TAMPA, Fla. -- Steven Stamkos entered the Tampa Bay Lightning locker room Thursday dripping with sweat and still catching his breath following another hard skate at the end of practice.
Waiting for him was a horde of media members surrounding his locker stall. It's become part of the routine for Stamkos during his recovery from April 4 surgery to remove a blood clot near his right collarbone
Stamkos still doesn't have the answer to the question everyone wants answered, which is whether he'll be able to return at some point during the Eastern Conference Final against the Pittsburgh Penguins. He put it at "95 percent" that he won't play in Game 4 on Friday (8 p.m. ET; NBCSN, CBC, TVA Sports). Which is better than zero but not that encouraging.
"It's still kind of that holding pattern," Stamkos said. "I'm going to continue to work hard and hope the guys keep winning."

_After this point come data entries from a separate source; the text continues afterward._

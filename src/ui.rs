#![allow(dead_code)]

use colored::Colorize;
use indicatif::{ProgressBar, ProgressStyle};
use std::time::Duration;

/// Print a success message
pub fn success(msg: &str) {
    println!("{} {}", "✓".green(), msg);
}

/// Print a dim/muted message
pub fn dim(msg: &str) {
    println!("  {}", msg.dimmed());
}

/// Print a header/title
pub fn header(title: &str) {
    println!();
    println!("{}", title.bold());
    println!("{}", "─".repeat(title.chars().count()).dimmed());
}

/// Print a key-value pair
pub fn kv(key: &str, value: &str) {
    println!("  {}: {}", key.dimmed(), value);
}

/// Spinner for a long-running step
pub fn spinner(msg: &str) -> ProgressBar {
    let pb = ProgressBar::new_spinner();
    if let Ok(style) = ProgressStyle::default_spinner().template("{spinner:.green} {msg}") {
        pb.set_style(style);
    }
    pb.set_message(msg.to_string());
    pb.enable_steady_tick(Duration::from_millis(100));
    pb
}

/// Unified diff lines between two versions of a file
pub fn diff_lines(before: &str, after: &str) -> Vec<String> {
    let diff = similar::TextDiff::from_lines(before, after);
    diff.iter_all_changes()
        .filter_map(|change| match change.tag() {
            similar::ChangeTag::Delete => Some(format!("- {}", change.as_str().unwrap_or_default())),
            similar::ChangeTag::Insert => Some(format!("+ {}", change.as_str().unwrap_or_default())),
            similar::ChangeTag::Equal => None,
        })
        .map(|line| line.trim_end_matches('\n').to_string())
        .collect()
}

/// Print what a write would change
pub fn print_diff(before: &str, after: &str) {
    let lines = diff_lines(before, after);
    if lines.is_empty() {
        println!("    {}", "(no changes)".dimmed());
        return;
    }
    for line in lines {
        if line.starts_with('+') {
            println!("    {}", line.green());
        } else {
            println!("    {}", line.red());
        }
    }
}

That was easier to say when the Lightning were winning. After losing the last two games, the Lightning trail the Penguins 2-1 in the best-of-7 series and certainly would love to have their captain back.
He'd love to come back to try to help them too. He just doesn't know when or if that will happen.
"I'm hoping to, but there's still a real possibility that I may not play at all in the playoffs," Stamkos said. "It's tough when you have two different parts of the spectrum. It's either you're going to be able to play or it's just not safe to play. We still haven't come to that decision yet. It's going to take a lot of information gathering and a lot of different opinions and I don't know when that decision is going to be made for sure to either rule in or rule out."
Stamkos was expected to miss one to three months, so right now he's in that foggy middle ground between the minimum time out and the maximum. But waiting three months would mean Stamkos definitely wouldn't play again this season.
"If we weren't in the playoffs I would continue treatment for three months and we wouldn't have a story about it," Stamkos said. "There's no data on six weeks vs. three months or 1 1/2 months vs. three months. Is there really a big difference? No one's done that really before, so there could be no difference at all. But when you're talking about something with the severity that the surgery and procedure was, then you're going to err on the side of caution for the most part."
Stamkos, 26, reiterated that his health and safety remain the priority. At the same time, with the Lightning being outplayed by the Penguins for much of the series, Stamkos' competitive spirit and desire to help his team when it needs him most weigh heavy in his heart and mind.
"That's the toughest part," he said. "This is the time of year that you want to be playing, especially when you get this deep. You never know how many chances you're going to get in your career to get here, so obviously I want to be out there helping the guys. Especially when things aren't going quite as well as we'd like to. But I still have a lot of confidence in our group and I know that they have confidence in each other that with the amount of adversity we faced all season long, including these playoffs, we've found a way to defy the odds. So why not keep doing that?"
Stamkos said his teammates have been good about not asking him too much about his situation because, "They understand I get asked about it every day," by the media.
"If it's been a couple days they'll ask for updates or talk to our medical staff," he said. "But again, the answers I give you guys are the same answers I give them. It's just kind of the way it is right now. As frustrating as it is, I'll have to continue to work hard on the ice, whether it's after practice skating or in the gym pushing the sled. It's just whatever I've got to do to give myself that chance if the day comes. If not, at least I can say I was ready to play."
After practicing with the Lightning for more than three weeks, Stamkos said he believes he is ready to play if medically cleared, other than expecting to have "a little rust probably the first game." That part at least appears to be black and white.
As much as Stamkos has talked to doctors and done his research, everything else about the decision on when he might play again is gray at best.
"I don't think in this situation you're going to get a 100-percent green light or a 100-percent red light," Stamkos said. "That's just the way it is. It's just something that hasn't been studied and there hasn't been a lot of data on when it's safe to come back from something like this. So the more opinions you get, the more information you gather, then the more confusing it gets. That's just the way it is. But for me, I've always tried to just gather as much information with my family and my agents and friends, and obviously the team, and just put that all together.
"We don't have all that information right now so I can't say exactly when the decision is going to be made either way."